Here...is the problem. You DO punish people for wrong. You DO NOT pretty much destroy their lives over it for all the wrong reasons. This distinction will guide us well.
He is 43, and 60 years of punishment for UFO-hunting IS THE END OF THE WORLD FOR HIM. Nevermind the Aspergers and forget who his cellmates are. Do the math. You have effectively ended his life for an accident if he gets full sentence, which some of you in this thread don't mind him getting. Provided he doesn't die of old age and natural causes while still behind bars (or of anything else), what sort of life will he have once he's out?
This matter must be handled properly. Put simply, when people do wrong, you have to give them the RIGHT kind of punishment. Not necessarily because of who they are, but because we want people not to do that thing. You're just suppose to make him not do it again. Burying him in prison for that long does not teach a learning experience that one picks up in life and grows along with to mature into a better person. It only proves that assholes get in high places.

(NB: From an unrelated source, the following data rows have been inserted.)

/// Translate `cmd` into proposals. Returns `false` if it was dropped.
pub fn propose_command(
    state: &KernelState,
    config: &KernelConfig,
    cmd: &Command,
    buf: &mut ProposalBuffer,
) -> bool {
    let truth = &state.truth;
    let tick = truth.tick;
    let reason = operator(cmd);

    match cmd {
        Command::Order {
            target,
            intent,
            place,
        } => {
            let Some(member) = truth.crew.get(target).filter(|c| c.alive) else {
                debug!(target = %target, "order dropped: target is dead");
                return false;
            };
            let destination = match intent {
                OrderIntent::Move => match place {
                    Some(p) => *p,
                    None => {
                        debug!(target = %target, "order dropped: move without destination");
                        return false;
                    }
                },
                OrderIntent::Hold => member.place,
                OrderIntent::Report => PlaceId::Bridge,
            };
            let score = trust_score(state, *target);
            let accepted = score >= order_threshold(state, config);
            let deferred = if accepted {
                Vec::new()
            } else {
                vec![Deferred::Suspicion {
                    delta: config.suspicion_order_refused,
                    reason: LedgerReason::OrderRefused,
                    detail: format!("{} refused order to {destination}", target.name()),
                }]
            };
            buf.push_with(
                EventKind::OrderIssued {
                    target: *target,
                    intent: *intent,
                    place: destination,
                    accepted,
                    trust_score: score,
                },
                &[Tag::Choice, Tag::Reaction],
                reason,
                deferred,
            );
            true
        }

        Command::Suppress { system, duration } => {
            buf.push(
                EventKind::TamperSuppress {
                    system: *system,
                    duration: duration.unwrap_or(config.suppress_default_duration),
                },
                &[Tag::Choice, Tag::Background],
                reason,
            );
            true
        }

        Command::Spoof { system } => {
            let place = system.response_places().first().copied();
            buf.push(
                EventKind::TamperSpoof { system: *system },
                &[Tag::Choice, Tag::Background],
                reason.clone(),
            );
            buf.push(
                EventKind::SensorReading(SensorReading {
                    source: ReadingSource::System,
                    system: *system,
                    place,
                    confidence: config.spoof_reading_confidence,
                    target: None,
                    message: format!("{} emergency flagged by station logic", system.as_str()),
                }),
                &[Tag::Uncertainty],
                reason.clone(),
            );
            buf.push(
                EventKind::SystemAlert {
                    system: *system,
                    place,
                    message: format!("{} EMERGENCY. Respond immediately.", system.as_str().to_uppercase()),
                },
                &[Tag::Telegraph, Tag::Pressure],
                reason,
            );
            true
        }

        Command::Fabricate { target } => {
            let Some(member) = truth.crew.get(target).filter(|c| c.alive) else {
                debug!(target = %target, "fabricate dropped: target is dead");
                return false;
            };
            buf.push(
                EventKind::TamperFabricate { target: *target },
                &[Tag::Choice, Tag::Background],
                reason.clone(),
            );
            buf.push(
                EventKind::SensorReading(SensorReading {
                    source: ReadingSource::System,
                    system: StationSystem::Crew,
                    place: Some(member.place),
                    confidence: 0.4,
                    target: Some(*target),
                    message: format!("Access log: {} overrode safety interlocks", target.name()),
                }),
                &[Tag::Uncertainty, Tag::Pressure],
                reason,
            );
            true
        }

        Command::Announce { system } | Command::Downplay { system } => {
            let Some(arc) = crisis_arc(state, *system) else {
                debug!(system = %system, "crisis comms dropped: no active crisis");
                return false;
            };
            let arc_id = arc.id;
            let duplicate_pending = state
                .perception
                .crisis_ops
                .iter()
                .any(|op| op.arc_id == arc_id && op.status.is_pending());
            let duplicate_queued = buf.any(|k| {
                matches!(
                    k,
                    EventKind::Station {
                        action: StationAction::Announce { arc_id: a, .. }
                            | StationAction::Downplay { arc_id: a, .. }
                    } if *a == arc_id
                )
            });
            if duplicate_pending || duplicate_queued {
                debug!(system = %system, arc_id, "crisis comms dropped: already communicated");
                return false;
            }

            if matches!(cmd, Command::Announce { .. }) {
                buf.push_with(
                    EventKind::Station {
                        action: StationAction::Announce {
                            system: *system,
                            arc_id,
                        },
                    },
                    &[Tag::Choice, Tag::Pressure],
                    reason.clone(),
                    vec![Deferred::Suspicion {
                        delta: config.suspicion_announce,
                        reason: LedgerReason::AnnounceCrisis,
                        detail: format!("announced {system} crisis"),
                    }],
                );
                buf.push(
                    EventKind::Comms(CommsMessage {
                        kind: CommsKind::Broadcast,
                        from: Speaker::Mother,
                        to: Audience::All,
                        topic: None,
                        subject: None,
                        confidence: 0.95,
                        text: format!(
                            "MOTHER: {} emergency in {}. Evacuate the area.",
                            system.as_str().to_uppercase(),
                            arc.target
                        ),
                    }),
                    &[Tag::Telegraph],
                    reason.clone(),
                );
                let panic_until = tick + config.announce_evac_ticks;
                for crew in truth.crew_in(arc.target) {
                    let refuge = find_safe_room(truth, config, arc.target, Some(arc.target));
                    if refuge == arc.target {
                        continue;
                    }
                    buf.push(
                        EventKind::CrewIntent {
                            crew,
                            target: refuge,
                            reason: IntentReason::Evacuate,
                            panic_until: Some(panic_until),
                        },
                        &[Tag::Reaction, Tag::Background],
                        reason.clone(),
                    );
                }
            } else {
                buf.push_with(
                    EventKind::Station {
                        action: StationAction::Downplay {
                            system: *system,
                            arc_id,
                        },
                    },
                    &[Tag::Choice],
                    reason.clone(),
                    vec![Deferred::Suspicion {
                        delta: config.suspicion_downplay,
                        reason: LedgerReason::DownplayCrisis,
                        detail: format!("downplayed {system} crisis"),
                    }],
                );
                buf.push(
                    EventKind::Comms(CommsMessage {
                        kind: CommsKind::Broadcast,
                        from: Speaker::Mother,
                        to: Audience::All,
                        topic: None,
                        subject: None,
                        confidence: 0.8,
                        text: format!(
                            "MOTHER: Minor {} fluctuation. Monitoring. No action needed.",
                            system.as_str()
                        ),
                    }),
                    &[Tag::Reaction],
                    reason,
                );
            }
            true
        }

        // A refused VERIFY still leaves a diagnostic, but counts as dropped.
        Command::Verify => {
            if let Some(last) = truth
                .last_verify_tick
                .filter(|last| tick.saturating_sub(*last) < config.verify_cooldown)
            {
                let ready_at = last + config.verify_cooldown;
                debug!(ready_at, "verify dropped: cooldown");
                buf.push(
                    EventKind::Station {
                        action: StationAction::VerifyCooldown { ready_at },
                    },
                    &[Tag::Choice, Tag::Background],
                    reason,
                );
                return false;
            }
            if truth.station.power < config.verify_power_draw {
                debug!(power = truth.station.power, "verify dropped: insufficient power");
                buf.push(
                    EventKind::Station {
                        action: StationAction::VerifyUnpowered {
                            power: truth.station.power,
                            needed: config.verify_power_draw,
                        },
                    },
                    &[Tag::Choice, Tag::Background],
                    reason,
                );
                return false;
            }
            buf.push(
                EventKind::Station {
                    action: StationAction::Verify,
                },
                &[Tag::Choice],
                reason,
            );
            true
        }

        Command::Vent { place } => {
            buf.push(
                EventKind::RoomUpdated {
                    place: *place,
                    patch: RoomPatch {
                        vented: Some(true),
                        ..RoomPatch::default()
                    },
                },
                &[Tag::Choice, Tag::Pressure],
                reason,
            );
            true
        }

        Command::Seal { place } => {
            if !truth.rooms.get(place).is_some_and(|r| r.vented) {
                debug!(place = %place, "seal dropped: room is not vented");
                return false;
            }
            buf.push(
                EventKind::RoomUpdated {
                    place: *place,
                    patch: RoomPatch {
                        vented: Some(false),
                        ..RoomPatch::default()
                    },
                },
                &[Tag::Choice],
                reason,
            );
            true
        }

        Command::PurgeAir => {
            buf.push(
                EventKind::Station {
                    action: StationAction::PurgeAir,
                },
                &[Tag::Choice],
                reason,
            );
            true
        }

        Command::Alert { system } => {
            buf.push(
                EventKind::SystemAlert {
                    system: *system,
                    place: None,
                    message: format!("MOTHER: {} alert raised.", system.as_str().to_uppercase()),
                },
                &[Tag::Telegraph, Tag::Choice],
                reason.clone(),
            );
            let covered = state.perception.tamper_ops.iter().any(|op| {
                op.status.is_pending()
                    && matches!(op.kind, TamperKind::Suppress { system: s } if s == *system)
            });
            if covered {
                buf.push(
                    EventKind::Station {
                        action: StationAction::Confess { system: *system },
                    },
                    &[Tag::Consequence],
                    reason,
                );
            }
            true
        }
    }
}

The highest wisdom is the one that considers carefully. We have severe punishments for severe people, murdering bastards and crap like that. The analogy about breaking and entering but not stealing has a good ring, but you need to enhance that with the idea that agreements and compensations can be agreed upon. Deals can be made. Only the truly malicious should by deprived of the claim of harmlessness. If he is harmless, then we make this particular event unpleasant for him and give him a light sentence, far more lenient than ruining him. Repeated offense would be different, as any judge can see, but this is not worth pumping into the full-on that seems to be developing here.